Venegoni fa riferimento a casistiche vessatorie ricorrenti a carico di imprese che spesso non hanno strumenti per ottemperare alle richieste di accertamento, che talvolta non sono appropriate o non rientrano tra i compiti previsti dalle normative di riferimento per le filiere industriali.

«Un caso su tutti è quello dell’impresa che riceve un accertamento sul mancato pagamento dell’Iva da parte di un subfornitore della sua catena di valore. È un paradosso. Una volta che l’impresa ha richiesto i Durc, le copie dei versamenti fiscali e contributivi ai diretti fornitori, non si può chiederle di effettuare anche una vigilanza su tutta la filiera, perché non rientra tra le sue prerogative».

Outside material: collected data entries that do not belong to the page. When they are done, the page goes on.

//! Device descriptors and the device-synchronization primitive.
//!
//! Every timed region in the debug runtime is closed by a sync on the
//! device that executed it, so measured latencies include device-side
//! completion and not only host-side submission.

use std::collections::HashMap;
use std::fmt;
use std::sync::{Arc, RwLock};

use once_cell::sync::Lazy;

use crate::error::{DebugResult, DebugRuntimeError};

/// Device type, numbered like the DLPack device codes
#[derive(Debug, Clone, Copy, PartialEq, Eq, Hash)]
pub enum DeviceKind {
    Cpu,
    Gpu,
    OpenCl,
    Vulkan,
    Metal,
}

impl DeviceKind {
    pub fn code(self) -> i64 {
        match self {
            DeviceKind::Cpu => 1,
            DeviceKind::Gpu => 2,
            DeviceKind::OpenCl => 4,
            DeviceKind::Vulkan => 7,
            DeviceKind::Metal => 8,
        }
    }

    pub fn name(self) -> &'static str {
        match self {
            DeviceKind::Cpu => "cpu",
            DeviceKind::Gpu => "gpu",
            DeviceKind::OpenCl => "opencl",
            DeviceKind::Vulkan => "vulkan",
            DeviceKind::Metal => "metal",
        }
    }
}

impl TryFrom<i64> for DeviceKind {
    type Error = DebugRuntimeError;

    fn try_from(code: i64) -> Result<Self, Self::Error> {
        match code {
            1 => Ok(DeviceKind::Cpu),
            2 => Ok(DeviceKind::Gpu),
            4 => Ok(DeviceKind::OpenCl),
            7 => Ok(DeviceKind::Vulkan),
            8 => Ok(DeviceKind::Metal),
            other => Err(DebugRuntimeError::UnknownDeviceType(other)),
        }
    }
}

/// Device descriptor `(device_kind, device_ordinal)`
#[derive(Debug, Clone, Copy, PartialEq, Eq, Hash)]
pub struct Device {
    pub kind: DeviceKind,
    pub ordinal: u32,
}

impl Device {
    pub const fn new(kind: DeviceKind, ordinal: u32) -> Self {
        Device { kind, ordinal }
    }

    pub const fn cpu() -> Self {
        Device::new(DeviceKind::Cpu, 0)
    }

    pub fn is_cpu(&self) -> bool {
        self.kind == DeviceKind::Cpu
    }
}

impl Default for Device {
    fn default() -> Self {
        Device::cpu()
    }
}

impl fmt::Display for Device {
    fn fmt(&self, f: &mut fmt::Formatter<'_>) -> fmt::Result {
        write!(f, "{}({})", self.kind.name(), self.ordinal)
    }
}

/// Barrier that blocks until all work enqueued on a device is complete
pub trait DeviceSync: Send + Sync {
    fn synchronize(&self, device: Device) -> DebugResult<()>;
}

/// Host execution is synchronous: nothing to wait for
#[derive(Debug, Default, Clone, Copy)]
pub struct CpuSync;

impl DeviceSync for CpuSync {
    fn synchronize(&self, _device: Device) -> DebugResult<()> {
        Ok(())
    }
}

/// Per-kind table of sync primitives
///
/// CPU is always registered as a no-op. Accelerator backends register
/// their own primitive; syncing a kind with no entry is an error rather
/// than a silent no-op, since it would make timings meaningless.
#[derive(Clone)]
pub struct DeviceApiTable {
    apis: HashMap<DeviceKind, Arc<dyn DeviceSync>>,
}

impl DeviceApiTable {
    pub fn new() -> Self {
        let mut apis: HashMap<DeviceKind, Arc<dyn DeviceSync>> = HashMap::new();
        apis.insert(DeviceKind::Cpu, Arc::new(CpuSync));
        DeviceApiTable { apis }
    }

    /// Register (or replace) the sync primitive for a device kind
    pub fn register(&mut self, kind: DeviceKind, api: Arc<dyn DeviceSync>) {
        self.apis.insert(kind, api);
    }

    pub fn with_api(mut self, kind: DeviceKind, api: Arc<dyn DeviceSync>) -> Self {
        self.register(kind, api);
        self
    }

    pub fn supports(&self, kind: DeviceKind) -> bool {
        self.apis.contains_key(&kind)
    }

    pub fn synchronize(&self, device: Device) -> DebugResult<()> {
        let api = self.apis.get(&device.kind).ok_or_else(|| {
            DebugRuntimeError::DeviceUnavailable(format!(
                "no device API registered for {}",
                device
            ))
        })?;
        api.synchronize(device)
    }
}

impl Default for DeviceApiTable {
    fn default() -> Self {
        Self::new()
    }
}

impl fmt::Debug for DeviceApiTable {
    fn fmt(&self, f: &mut fmt::Formatter<'_>) -> fmt::Result {
        let mut kinds: Vec<_> = self.apis.keys().map(|k| k.name()).collect();
        kinds.sort_unstable();
        f.debug_struct("DeviceApiTable").field("kinds", &kinds).finish()
    }
}

/// Process-wide table consulted by the registry's create entry points
static GLOBAL_DEVICE_API: Lazy<RwLock<DeviceApiTable>> =
    Lazy::new(|| RwLock::new(DeviceApiTable::new()));

/// Register a sync primitive in the process-wide table
///
/// Executors created afterwards through the global registry pick it up;
/// already created executors keep the snapshot they were built with.
pub fn register_device_api(kind: DeviceKind, api: Arc<dyn DeviceSync>) -> DebugResult<()> {
    GLOBAL_DEVICE_API.write()?.register(kind, api);
    Ok(())
}

/// Snapshot of the process-wide table
pub fn global_device_api() -> DebugResult<DeviceApiTable> {
    Ok(GLOBAL_DEVICE_API.read()?.clone())
}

Poi ci sono accertamenti ‘stagionali’, ossia a ridosso di una determinata agevolazione o incentivo, previsto da una norma in genere poco chiara o con un perimetro troppo largo, idonee a produrre facile contenzioso.

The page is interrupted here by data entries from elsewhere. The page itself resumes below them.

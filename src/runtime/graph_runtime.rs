//! Reference base executor.
//!
//! Binds a [`GraphJson`] against a kernel [`Module`]: one storage entry per
//! node output, and for every non-placeholder node a closure invoking the
//! module's packed function named after the node's `op` with
//! `[inputs..., outputs...]`.

use std::fmt;

use tracing::debug;

use crate::device::{Device, DeviceApiTable};
use crate::error::{DebugResult, DebugRuntimeError};
use crate::graph::GraphJson;
use crate::packed::{ArgValue, CallArgs, Module, PackedDispatch};
use crate::runtime::executor::{GraphExecutor, OpExec};
use crate::tensor::NdArray;
use crate::{check_ge, check_lt};

const FUNCTIONS: &[&str] = &[
    "run",
    "set_input",
    "get_input",
    "get_output",
    "get_num_outputs",
    "get_num_inputs",
];

pub struct GraphRuntime {
    graph: GraphJson,
    device_api: DeviceApiTable,
    /// `node_row_ptr[nid]` is the entry id of slot 0 of node `nid`
    node_row_ptr: Vec<usize>,
    data_entry: Vec<NdArray>,
    op_execs: Vec<Option<OpExec>>,
    input_nodes: Vec<usize>,
    outputs: Vec<[usize; 2]>,
}

impl GraphRuntime {
    /// Parse `graph_json` and bind it against `module` on `devices`
    pub fn init(
        graph_json: &str,
        module: &Module,
        devices: &[Device],
        device_api: DeviceApiTable,
    ) -> DebugResult<Self> {
        Self::from_graph(GraphJson::parse(graph_json)?, module, devices, device_api)
    }

    pub fn from_graph(
        graph: GraphJson,
        module: &Module,
        devices: &[Device],
        device_api: DeviceApiTable,
    ) -> DebugResult<Self> {
        graph.validate(devices.len())?;
        for device in devices {
            if !device_api.supports(device.kind) {
                return Err(DebugRuntimeError::DeviceUnavailable(format!(
                    "no device API registered for {}",
                    device
                )));
            }
        }

        let mut node_row_ptr = Vec::with_capacity(graph.num_nodes() + 1);
        let mut data_entry = Vec::new();
        for node in &graph.nodes {
            node_row_ptr.push(data_entry.len());
            let device = devices[node.device_index];
            for _ in 0..node.num_outputs {
                data_entry.push(NdArray::empty(&node.shape, node.dtype, device));
            }
        }
        node_row_ptr.push(data_entry.len());

        let mut op_execs: Vec<Option<OpExec>> = Vec::with_capacity(graph.num_nodes());
        for (nid, node) in graph.nodes.iter().enumerate() {
            if node.is_placeholder() {
                op_execs.push(None);
                continue;
            }
            let func = module.get_function(&node.op)?.ok_or_else(|| {
                DebugRuntimeError::FunctionNotFound(format!(
                    "kernel '{}' for node {} ('{}')",
                    node.op, nid, node.name
                ))
            })?;
            let mut values: Vec<ArgValue> = node
                .inputs
                .iter()
                .map(|&[src, slot]| ArgValue::Tensor(data_entry[node_row_ptr[src] + slot].clone()))
                .collect();
            values.extend(
                (0..node.num_outputs)
                    .map(|slot| ArgValue::Tensor(data_entry[node_row_ptr[nid] + slot].clone())),
            );
            let args = CallArgs::new(values);
            op_execs.push(Some(Box::new(move || func.call(&args).map(|_| ()))));
        }

        let input_nodes = graph.arg_nodes();
        let outputs = graph.heads.clone();
        debug!(
            "GraphRuntime bound {} nodes, {} entries, {} inputs, {} outputs",
            graph.num_nodes(),
            data_entry.len(),
            input_nodes.len(),
            outputs.len()
        );

        Ok(GraphRuntime {
            graph,
            device_api,
            node_row_ptr,
            data_entry,
            op_execs,
            input_nodes,
            outputs,
        })
    }

    pub fn graph(&self) -> &GraphJson {
        &self.graph
    }

    pub fn device_api(&self) -> &DeviceApiTable {
        &self.device_api
    }

    pub fn num_inputs(&self) -> usize {
        self.input_nodes.len()
    }

    pub fn num_outputs(&self) -> usize {
        self.outputs.len()
    }

    /// Position of the named placeholder among the graph inputs
    pub fn input_index(&self, name: &str) -> Option<usize> {
        self.input_nodes
            .iter()
            .position(|&nid| self.graph.nodes[nid].name == name)
    }

    pub fn set_input(&mut self, index: usize, data: &NdArray) -> DebugResult<()> {
        check_lt!(index, self.input_nodes.len());
        let eid = self.entry_id(self.input_nodes[index], 0);
        data.copy_to(&self.data_entry[eid], &self.device_api)
    }

    pub fn get_input(&self, index: usize) -> DebugResult<NdArray> {
        check_lt!(index, self.input_nodes.len());
        Ok(self.data_entry[self.entry_id(self.input_nodes[index], 0)].clone())
    }

    pub fn get_output(&self, index: usize) -> DebugResult<NdArray> {
        check_lt!(index, self.outputs.len());
        let [nid, slot] = self.outputs[index];
        Ok(self.data_entry[self.entry_id(nid, slot)].clone())
    }

    fn input_selector(&self, args: &CallArgs) -> DebugResult<usize> {
        match args.get(0)? {
            ArgValue::Str(name) => self
                .input_index(name)
                .ok_or_else(|| DebugRuntimeError::NodeNotFound(name.clone())),
            ArgValue::Int(index) => {
                check_ge!(*index, 0);
                Ok(*index as usize)
            }
            other => Err(DebugRuntimeError::ArgTypeMismatch {
                index: 0,
                expected: "int or str",
                actual: other.type_name(),
            }),
        }
    }
}

impl GraphExecutor for GraphRuntime {
    fn num_nodes(&self) -> usize {
        self.graph.num_nodes()
    }

    fn node_name(&self, nid: usize) -> &str {
        &self.graph.nodes[nid].name
    }

    fn num_node_outputs(&self, nid: usize) -> usize {
        self.graph.nodes[nid].num_outputs
    }

    fn has_op(&self, nid: usize) -> bool {
        matches!(self.op_execs.get(nid), Some(Some(_)))
    }

    fn exec_op(&mut self, nid: usize) -> DebugResult<bool> {
        check_lt!(nid, self.op_execs.len());
        match self.op_execs[nid].as_mut() {
            Some(op) => {
                op()?;
                Ok(true)
            }
            None => Ok(false),
        }
    }

    fn entry_id(&self, nid: usize, slot: usize) -> usize {
        self.node_row_ptr[nid] + slot
    }

    fn data_entry(&self, eid: usize) -> Option<&NdArray> {
        self.data_entry.get(eid)
    }

    fn run(&mut self) -> DebugResult<()> {
        for op in self.op_execs.iter_mut().flatten() {
            op()?;
        }
        Ok(())
    }
}

impl PackedDispatch for GraphRuntime {
    fn type_key(&self) -> &'static str {
        "GraphRuntime"
    }

    fn has_function(&self, name: &str) -> bool {
        FUNCTIONS.contains(&name)
    }

    fn invoke(&mut self, name: &str, args: &CallArgs) -> DebugResult<ArgValue> {
        match name {
            "run" => {
                self.run()?;
                Ok(ArgValue::Null)
            }
            "set_input" => {
                let index = self.input_selector(args)?;
                let data = args.tensor(1)?.clone();
                self.set_input(index, &data)?;
                Ok(ArgValue::Null)
            }
            "get_input" => {
                let index = self.input_selector(args)?;
                Ok(ArgValue::Tensor(self.get_input(index)?))
            }
            "get_output" => {
                let index = args.int(0)?;
                check_ge!(index, 0);
                let output = self.get_output(index as usize)?;
                if args.num_args() > 1 {
                    output.copy_to(args.tensor(1)?, &self.device_api)?;
                    Ok(ArgValue::Null)
                } else {
                    Ok(ArgValue::Tensor(output))
                }
            }
            "get_num_outputs" => Ok(ArgValue::Int(self.num_outputs() as i64)),
            "get_num_inputs" => Ok(ArgValue::Int(self.num_inputs() as i64)),
            other => Err(DebugRuntimeError::FunctionNotFound(other.to_string())),
        }
    }
}

impl fmt::Debug for GraphRuntime {
    fn fmt(&self, f: &mut fmt::Formatter<'_>) -> fmt::Result {
        f.debug_struct("GraphRuntime")
            .field("num_nodes", &self.graph.num_nodes())
            .field("num_entries", &self.data_entry.len())
            .field("node_row_ptr", &self.node_row_ptr)
            .field("device_api", &self.device_api)
            .finish_non_exhaustive()
    }
}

«Un esempio che ha prodotto diversi casi di accertamento, è quello sul credito d’imposta sulle attività di R&S. Diverse imprese lo hanno richiesto sulla base della legislazione vigente, introdotta dal legislatore con eccessiva disinvoltura salvo poi correggersi a fronte del rischio di subire una procedura di infrazione da parte della Ue, per la non conformità con le disposizioni del cosiddetto Manuale Frascati (documento che stabilisce la metodologia per raccogliere dati R&D nei Paesi Ocse, ndr). Quindi le imprese – specifica Venegoni – in assenza di regole precise sulle caratteristiche e sui parametri dei progetti di ricerca in oggetto, si sono trovate a pianificare la restituzione di importi anche significativi, per fortuna senza interessi e sanzioni, a seguito di un provvedimento correttivo. Il Mise, incaricato di esprimere il giudizio sulla conformità delle ricerche condotte dalle imprese si è trovato sommerso da migliaia di dossier; tant’è che da tempo si parla di una delega specifica ai dipartimenti universitari per la conformità dei progetti di ricerca ai cinque requisiti fondamentali del Manuale Frascati. Nel frattempo, il ministero dell’Economia ha invitato le agenzie del territorio ad avviare indagini e istruttorie, finalizzate ad avviare attività di accertamento».

«Un’impresa che abbiamo seguito – continua Venegoni – ha acquisito un parere da un Dipartimento di ricerca universitario, ma ha trovato una ferma opposizione da parte dell’Agenzia delle Entrate competente a condividere i risultati valutativi. Quindi, il Mise non può validare le ricerche, per mancanza di tempo e risorse, l’impresa raccoglie il parere di un Dipartimento Universitario, l’Agenzia delle Entrate persevera nella sua azione restrittiva, ritenendo indispensabile il parere del Mise, pur sapendo che il Mise non sarà in grado di produrlo».